In my lab, we aim to elucidate the physiological roles of NMD across various cell types. To achieve this, we will employ a comprehensive series of assays, including quantitative biochemistry, transcriptome/proteome-wide analyses, CRISPR-Cas9 for genome editing, and techniques to culture and differentiate human cell lines, ESCs, iPSCs, and primary neurons. These systematic approaches will facilitate a thorough understanding of the molecular mechanisms of NMD and eventually lead to the development of novel RNA-based therapeutic strategies.
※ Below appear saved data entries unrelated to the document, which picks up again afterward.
use crate::consts::{
    APRIL, AUGUST, DECEMBER, FEBRUARY, JANUARY, JULY, JUNE, MARCH, MAX_MONTH, MAY, MONTH_NAMES,
    NOVEMBER, OCTOBER, SEPTEMBER,
};
use crate::prelude::*;
use serde::{Deserialize, Serialize};
use std::fmt;

/// A month of the year, `1..=MAX_MONTH` when valid.
///
/// The value is stored unvalidated so that the zero value (`Month(0)`, no
/// month yet) and out-of-range values can be carried around; calendar
/// arithmetic normalizes them. Use [`Month::is_valid`] to check.
#[derive(
    Debug, Clone, Copy, Default, PartialEq, Eq, PartialOrd, Ord, Hash, From, Into, Serialize, Deserialize,
)]
#[serde(from = "u8", into = "u8")]
pub struct Month(u8);

impl Month {
    pub const JANUARY: Self = Self(JANUARY);
    pub const FEBRUARY: Self = Self(FEBRUARY);
    pub const MARCH: Self = Self(MARCH);
    pub const APRIL: Self = Self(APRIL);
    pub const MAY: Self = Self(MAY);
    pub const JUNE: Self = Self(JUNE);
    pub const JULY: Self = Self(JULY);
    pub const AUGUST: Self = Self(AUGUST);
    pub const SEPTEMBER: Self = Self(SEPTEMBER);
    pub const OCTOBER: Self = Self(OCTOBER);
    pub const NOVEMBER: Self = Self(NOVEMBER);
    pub const DECEMBER: Self = Self(DECEMBER);

    /// Creates a Month without validation
    pub const fn new(value: u8) -> Self {
        Self(value)
    }

    /// Returns the month number
    #[inline]
    pub const fn get(self) -> u8 {
        self.0
    }

    /// Whether the month is in `1..=MAX_MONTH`
    pub const fn is_valid(self) -> bool {
        self.0 != 0 && self.0 <= MAX_MONTH
    }

    /// English name of the month, `None` when out of range
    pub fn name(self) -> Option<&'static str> {
        if self.is_valid() {
            MONTH_NAMES.get(usize::from(self.0)).copied()
        } else {
            None
        }
    }

    /// Three-letter abbreviation (`"Mar"`), as accepted by the `DD Mon YYYY` layout
    pub fn abbreviation(self) -> Option<&'static str> {
        self.name().and_then(|name| name.get(..3))
    }
}

impl From<chrono::Month> for Month {
    #[allow(clippy::cast_possible_truncation)]
    fn from(month: chrono::Month) -> Self {
        // number_from_month is always 1..=12
        Self(month.number_from_month() as u8)
    }
}

impl TryFrom<Month> for chrono::Month {
    type Error = chrono::OutOfRange;

    fn try_from(month: Month) -> Result<Self, Self::Error> {
        Self::try_from(month.get())
    }
}

impl fmt::Display for Month {
    fn fmt(&self, f: &mut fmt::Formatter<'_>) -> fmt::Result {
        match self.name() {
            Some(name) => f.write_str(name),
            None => write!(f, "Month({})", self.0),
        }
    }
}
impl Precache {
    pub fn new(scope: ServiceWorkerGlobalScope, manifest: &PrecacheManifest) -> Self {
        let origin = scope.location().origin();
        Self {
            routes: manifest.routes(&origin),
            cache_name: manifest.cache_name.clone(),
            scope,
        }
    }

    pub fn is_empty(&self) -> bool {
        self.routes.is_empty()
    }

    /// Store every entry not already cached under its revisioned key. Any
    /// failed fetch fails the install, so the previous worker stays active.
    pub async fn install(&self) -> Result<(), HostError> {
        let cache = open_cache(&self.scope, &self.cache_name).await?;
        let mut fetched = 0;
        for (url, key) in self.routes.keys() {
            let cached = JsFuture::from(cache.match_with_str(key))
                .await
                .map_err(|e| js_error("cache.match", e))?;
            if cached.is_instance_of::<Response>() {
                continue;
            }

            let request = Request::new_with_str(url).map_err(|e| js_error("Request", e))?;
            let response = fetch(&self.scope, &request).await?;
            if !response.ok() {
                return Err(HostError::new(format!(
                    "precache fetch of {} returned {}",
                    url,
                    response.status()
                )));
            }
            JsFuture::from(cache.put_with_str(key, &response))
                .await
                .map_err(|e| js_error("cache.put", e))?;
            fetched += 1;
        }
        tracing::info!("precached {} of {} files", fetched, self.routes.len());
        Ok(())
    }

    /// Delete entries left by earlier builds.
    pub async fn activate(&self) -> Result<(), HostError> {
        let cache = open_cache(&self.scope, &self.cache_name).await?;
        let keys = JsFuture::from(cache.keys())
            .await
            .map_err(|e| js_error("cache.keys", e))?;
        let cached: Vec<String> = Array::from(&keys)
            .iter()
            .filter_map(|request| request.dyn_into::<Request>().ok())
            .map(|request| request.url())
            .collect();

        for key in self.routes.stale(&cached) {
            tracing::debug!("precache removing stale {}", key);
            JsFuture::from(cache.delete_with_str(key))
                .await
                .map_err(|e| js_error("cache.delete", e))?;
        }
        Ok(())
    }

    pub fn key_for(&self, request: &Request) -> Option<String> {
        if request.method() != "GET" {
            return None;
        }
        self.routes.lookup(&request.url()).map(str::to_string)
    }

    pub async fn respond(&self, request: Request, key: String) -> Result<Response, HostError> {
        let cache = open_cache(&self.scope, &self.cache_name).await?;
        let cached = JsFuture::from(cache.match_with_str(&key))
            .await
            .map_err(|e| js_error("cache.match", e))?;
        if let Ok(response) = cached.dyn_into::<Response>() {
            return Ok(response);
        }
        tracing::warn!("precache miss for {}, using the network", key);
        fetch(&self.scope, &request).await
    }
}

// ============================================================================
// EVENT WIRING
// ============================================================================

/// Both caches a fetch may be answered from.
pub struct FetchRouter {
    precache: Rc<Precache>,
    runtime: RuntimeCache,
}

fn on_install(precache: &Rc<Precache>, event: Event) {
    let Ok(event) = event.dyn_into::<ExtendableEvent>() else {
        return;
    };
    let precache = Rc::clone(precache);
    let task: EventTask =
        async move { precache.install().await.map_err(PipelineError::from) }.boxed_local();
    extend(&event, task);
}

fn on_activate(precache: &Rc<Precache>, event: Event) {
    let Ok(event) = event.dyn_into::<ExtendableEvent>() else {
        return;
    };
    let precache = Rc::clone(precache);
    let task: EventTask =
        async move { precache.activate().await.map_err(PipelineError::from) }.boxed_local();
    extend(&event, task);
}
As a second research direction, we will focus on RNA misregulation in the neurodegenerative disease spinocerebellar ataxia type 10 (SCA10). SCA10 is a dominantly inherited disease characterized by progressive cerebellar dysfunction, limb and gait ataxia, epilepsy, cognitive impairment, and peripheral neuropathy. It is caused by the expansion of the ATTCT pentanucleotide repeat in intron 9 of the ATXN10 gene. While normal individuals have 9-32 ATTCT repeats, SCA10 patients can have up to 4,500, leading to abnormal RNA accumulation in patient cells. Our short-term research focus is to understand the abnormal RNA processing in SCA10 using a range of biochemical techniques and various cell models, including lymphoblastoid cells, fibroblasts, iPSCs, and iPSC-derived neurons. Based on these molecular studies, our long-term goal is to develop strategies to normalize aberrant noncoding RNA processing using SCA10 cell and mouse models.